=== Brief ===
Search the material below for lines containing the string "choose", and copy every one you find.

=== Data for this task ===
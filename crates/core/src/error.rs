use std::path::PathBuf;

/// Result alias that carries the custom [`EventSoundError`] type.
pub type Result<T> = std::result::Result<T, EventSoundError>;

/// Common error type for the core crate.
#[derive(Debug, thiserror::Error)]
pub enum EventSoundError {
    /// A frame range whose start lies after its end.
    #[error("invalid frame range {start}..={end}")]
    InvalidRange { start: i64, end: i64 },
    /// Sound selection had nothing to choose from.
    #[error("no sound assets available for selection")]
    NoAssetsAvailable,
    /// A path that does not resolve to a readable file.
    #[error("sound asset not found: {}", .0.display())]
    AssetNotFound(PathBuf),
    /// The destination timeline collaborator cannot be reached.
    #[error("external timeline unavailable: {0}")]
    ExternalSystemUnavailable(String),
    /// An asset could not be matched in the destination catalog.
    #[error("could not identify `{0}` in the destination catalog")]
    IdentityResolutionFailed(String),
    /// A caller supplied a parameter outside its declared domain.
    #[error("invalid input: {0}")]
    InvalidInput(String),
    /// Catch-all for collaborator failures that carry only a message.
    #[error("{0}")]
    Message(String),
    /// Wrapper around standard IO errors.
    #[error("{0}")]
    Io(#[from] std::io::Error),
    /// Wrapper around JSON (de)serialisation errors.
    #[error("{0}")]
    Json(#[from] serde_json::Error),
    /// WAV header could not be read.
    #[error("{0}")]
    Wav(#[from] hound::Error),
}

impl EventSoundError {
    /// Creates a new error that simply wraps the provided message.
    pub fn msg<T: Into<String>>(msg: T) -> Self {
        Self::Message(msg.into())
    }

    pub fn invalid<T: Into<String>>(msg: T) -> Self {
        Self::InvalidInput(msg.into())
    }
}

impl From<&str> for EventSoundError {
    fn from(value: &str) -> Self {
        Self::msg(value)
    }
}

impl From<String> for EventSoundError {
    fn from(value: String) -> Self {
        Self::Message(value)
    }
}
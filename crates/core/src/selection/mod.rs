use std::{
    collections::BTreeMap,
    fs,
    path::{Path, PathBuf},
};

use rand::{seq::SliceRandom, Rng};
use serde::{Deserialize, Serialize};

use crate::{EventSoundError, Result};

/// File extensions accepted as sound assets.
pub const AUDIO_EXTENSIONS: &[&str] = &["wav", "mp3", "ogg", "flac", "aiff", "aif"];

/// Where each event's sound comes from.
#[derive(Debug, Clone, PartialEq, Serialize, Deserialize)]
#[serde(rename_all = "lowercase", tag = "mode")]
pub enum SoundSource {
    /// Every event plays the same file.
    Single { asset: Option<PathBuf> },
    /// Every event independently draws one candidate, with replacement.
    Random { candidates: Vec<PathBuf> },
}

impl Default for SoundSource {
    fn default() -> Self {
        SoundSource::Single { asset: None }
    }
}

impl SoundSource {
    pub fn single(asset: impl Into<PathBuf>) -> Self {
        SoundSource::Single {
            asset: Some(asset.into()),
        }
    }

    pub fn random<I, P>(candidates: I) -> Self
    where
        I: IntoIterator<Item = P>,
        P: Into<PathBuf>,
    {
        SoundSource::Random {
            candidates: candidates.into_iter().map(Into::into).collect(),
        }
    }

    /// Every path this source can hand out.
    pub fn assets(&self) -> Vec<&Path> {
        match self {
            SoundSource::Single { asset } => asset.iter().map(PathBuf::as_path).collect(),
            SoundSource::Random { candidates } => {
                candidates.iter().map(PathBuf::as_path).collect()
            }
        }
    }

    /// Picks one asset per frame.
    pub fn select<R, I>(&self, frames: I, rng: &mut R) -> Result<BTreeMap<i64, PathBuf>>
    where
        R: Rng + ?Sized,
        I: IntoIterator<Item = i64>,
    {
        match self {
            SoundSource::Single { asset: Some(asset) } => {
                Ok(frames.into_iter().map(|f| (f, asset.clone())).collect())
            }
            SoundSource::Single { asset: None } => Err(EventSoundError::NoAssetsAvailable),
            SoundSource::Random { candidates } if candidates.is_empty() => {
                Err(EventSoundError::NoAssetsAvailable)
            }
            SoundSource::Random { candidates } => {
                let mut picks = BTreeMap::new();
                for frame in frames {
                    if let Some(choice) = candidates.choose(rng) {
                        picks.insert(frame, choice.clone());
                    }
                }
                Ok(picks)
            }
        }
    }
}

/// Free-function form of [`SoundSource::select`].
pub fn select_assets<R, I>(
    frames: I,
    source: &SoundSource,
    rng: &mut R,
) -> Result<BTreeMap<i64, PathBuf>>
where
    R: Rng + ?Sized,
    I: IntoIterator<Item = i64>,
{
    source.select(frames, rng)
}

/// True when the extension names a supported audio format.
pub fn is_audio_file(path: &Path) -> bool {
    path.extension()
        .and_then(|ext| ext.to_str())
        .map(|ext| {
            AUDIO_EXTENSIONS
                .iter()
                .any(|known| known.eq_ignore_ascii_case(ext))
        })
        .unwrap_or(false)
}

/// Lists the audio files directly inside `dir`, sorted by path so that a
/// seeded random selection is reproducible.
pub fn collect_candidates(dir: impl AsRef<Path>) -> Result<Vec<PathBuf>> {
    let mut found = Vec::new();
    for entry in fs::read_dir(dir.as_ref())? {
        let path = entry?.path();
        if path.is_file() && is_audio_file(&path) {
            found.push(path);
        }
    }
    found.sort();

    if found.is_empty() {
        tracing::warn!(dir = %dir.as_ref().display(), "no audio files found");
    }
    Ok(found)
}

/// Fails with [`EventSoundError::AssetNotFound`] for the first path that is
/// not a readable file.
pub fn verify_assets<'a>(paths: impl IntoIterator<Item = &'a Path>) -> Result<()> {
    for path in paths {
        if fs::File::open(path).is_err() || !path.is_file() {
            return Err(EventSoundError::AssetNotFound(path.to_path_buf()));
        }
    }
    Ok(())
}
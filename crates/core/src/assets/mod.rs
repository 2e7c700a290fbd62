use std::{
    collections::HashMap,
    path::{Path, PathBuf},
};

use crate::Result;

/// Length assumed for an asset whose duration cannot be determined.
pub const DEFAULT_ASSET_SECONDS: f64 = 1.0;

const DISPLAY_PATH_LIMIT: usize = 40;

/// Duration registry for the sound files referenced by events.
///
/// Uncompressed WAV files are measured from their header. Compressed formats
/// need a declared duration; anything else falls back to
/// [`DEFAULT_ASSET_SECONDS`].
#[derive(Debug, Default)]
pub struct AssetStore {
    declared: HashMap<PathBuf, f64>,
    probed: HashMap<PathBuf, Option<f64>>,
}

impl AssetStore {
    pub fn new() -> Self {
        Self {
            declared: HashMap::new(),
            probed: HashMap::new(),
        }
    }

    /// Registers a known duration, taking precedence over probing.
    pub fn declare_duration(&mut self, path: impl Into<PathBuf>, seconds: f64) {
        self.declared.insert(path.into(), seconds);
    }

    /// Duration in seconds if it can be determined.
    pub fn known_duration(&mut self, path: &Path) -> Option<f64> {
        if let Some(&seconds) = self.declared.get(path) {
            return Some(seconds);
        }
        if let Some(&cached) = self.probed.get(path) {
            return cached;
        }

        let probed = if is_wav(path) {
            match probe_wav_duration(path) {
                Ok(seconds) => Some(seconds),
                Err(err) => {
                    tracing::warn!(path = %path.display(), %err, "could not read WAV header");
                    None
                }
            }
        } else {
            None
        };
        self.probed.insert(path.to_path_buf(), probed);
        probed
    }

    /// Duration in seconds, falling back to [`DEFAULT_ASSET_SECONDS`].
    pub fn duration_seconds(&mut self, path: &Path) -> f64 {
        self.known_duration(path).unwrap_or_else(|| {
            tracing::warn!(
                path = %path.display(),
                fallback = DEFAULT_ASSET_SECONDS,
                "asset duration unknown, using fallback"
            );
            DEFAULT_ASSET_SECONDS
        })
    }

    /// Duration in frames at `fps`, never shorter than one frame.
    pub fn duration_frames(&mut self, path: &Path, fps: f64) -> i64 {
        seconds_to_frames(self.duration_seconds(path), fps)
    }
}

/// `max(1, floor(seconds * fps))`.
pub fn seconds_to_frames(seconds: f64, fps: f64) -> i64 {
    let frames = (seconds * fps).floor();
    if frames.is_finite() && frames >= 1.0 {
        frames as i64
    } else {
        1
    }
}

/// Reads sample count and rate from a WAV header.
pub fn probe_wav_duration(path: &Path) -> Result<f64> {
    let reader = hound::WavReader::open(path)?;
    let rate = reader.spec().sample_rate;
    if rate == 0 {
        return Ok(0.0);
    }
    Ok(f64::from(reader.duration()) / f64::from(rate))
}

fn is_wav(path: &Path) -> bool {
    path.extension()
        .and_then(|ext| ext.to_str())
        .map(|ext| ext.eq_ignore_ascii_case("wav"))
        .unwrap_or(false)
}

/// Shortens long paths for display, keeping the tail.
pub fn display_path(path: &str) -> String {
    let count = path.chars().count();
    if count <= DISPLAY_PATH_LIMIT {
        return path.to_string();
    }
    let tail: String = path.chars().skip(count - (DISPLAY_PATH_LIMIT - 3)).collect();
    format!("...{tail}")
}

* * *

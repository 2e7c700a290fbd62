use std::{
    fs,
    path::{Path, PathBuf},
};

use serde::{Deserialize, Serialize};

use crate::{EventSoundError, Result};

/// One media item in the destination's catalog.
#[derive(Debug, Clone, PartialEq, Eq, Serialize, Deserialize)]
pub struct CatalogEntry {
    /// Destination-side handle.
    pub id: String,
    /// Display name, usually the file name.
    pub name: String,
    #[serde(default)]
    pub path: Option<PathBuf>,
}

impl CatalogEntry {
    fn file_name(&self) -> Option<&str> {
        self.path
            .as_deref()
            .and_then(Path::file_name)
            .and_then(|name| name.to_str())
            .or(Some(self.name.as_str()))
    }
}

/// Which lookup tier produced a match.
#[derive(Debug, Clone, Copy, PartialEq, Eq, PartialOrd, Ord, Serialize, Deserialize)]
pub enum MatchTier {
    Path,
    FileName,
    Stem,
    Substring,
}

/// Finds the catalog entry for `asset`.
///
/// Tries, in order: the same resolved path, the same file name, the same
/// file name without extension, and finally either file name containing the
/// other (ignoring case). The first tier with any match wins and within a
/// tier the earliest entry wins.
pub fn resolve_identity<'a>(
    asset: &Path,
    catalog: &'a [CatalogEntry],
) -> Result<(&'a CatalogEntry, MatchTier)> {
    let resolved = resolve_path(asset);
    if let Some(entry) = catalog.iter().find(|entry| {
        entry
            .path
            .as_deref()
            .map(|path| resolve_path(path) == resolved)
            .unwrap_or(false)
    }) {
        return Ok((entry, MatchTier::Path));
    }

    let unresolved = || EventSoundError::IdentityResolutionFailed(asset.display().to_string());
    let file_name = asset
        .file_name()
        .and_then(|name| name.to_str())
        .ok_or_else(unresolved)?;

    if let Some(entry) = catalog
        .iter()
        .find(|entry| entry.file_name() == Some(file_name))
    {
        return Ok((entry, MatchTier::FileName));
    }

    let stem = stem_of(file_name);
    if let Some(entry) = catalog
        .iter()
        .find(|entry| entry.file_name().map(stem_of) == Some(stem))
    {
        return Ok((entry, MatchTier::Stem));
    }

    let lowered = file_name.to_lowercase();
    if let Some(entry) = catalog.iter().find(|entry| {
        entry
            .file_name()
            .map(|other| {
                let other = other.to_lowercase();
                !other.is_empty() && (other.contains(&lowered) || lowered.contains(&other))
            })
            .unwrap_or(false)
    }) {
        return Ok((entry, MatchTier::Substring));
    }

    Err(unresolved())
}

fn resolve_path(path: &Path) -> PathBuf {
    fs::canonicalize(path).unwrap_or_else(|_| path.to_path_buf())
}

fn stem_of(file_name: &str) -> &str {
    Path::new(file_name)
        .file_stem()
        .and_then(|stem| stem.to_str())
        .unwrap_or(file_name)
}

=== Response for this exercise ===
    /// Sound selection had nothing to choose from.
                    if let Some(choice) = candidates.choose(rng) {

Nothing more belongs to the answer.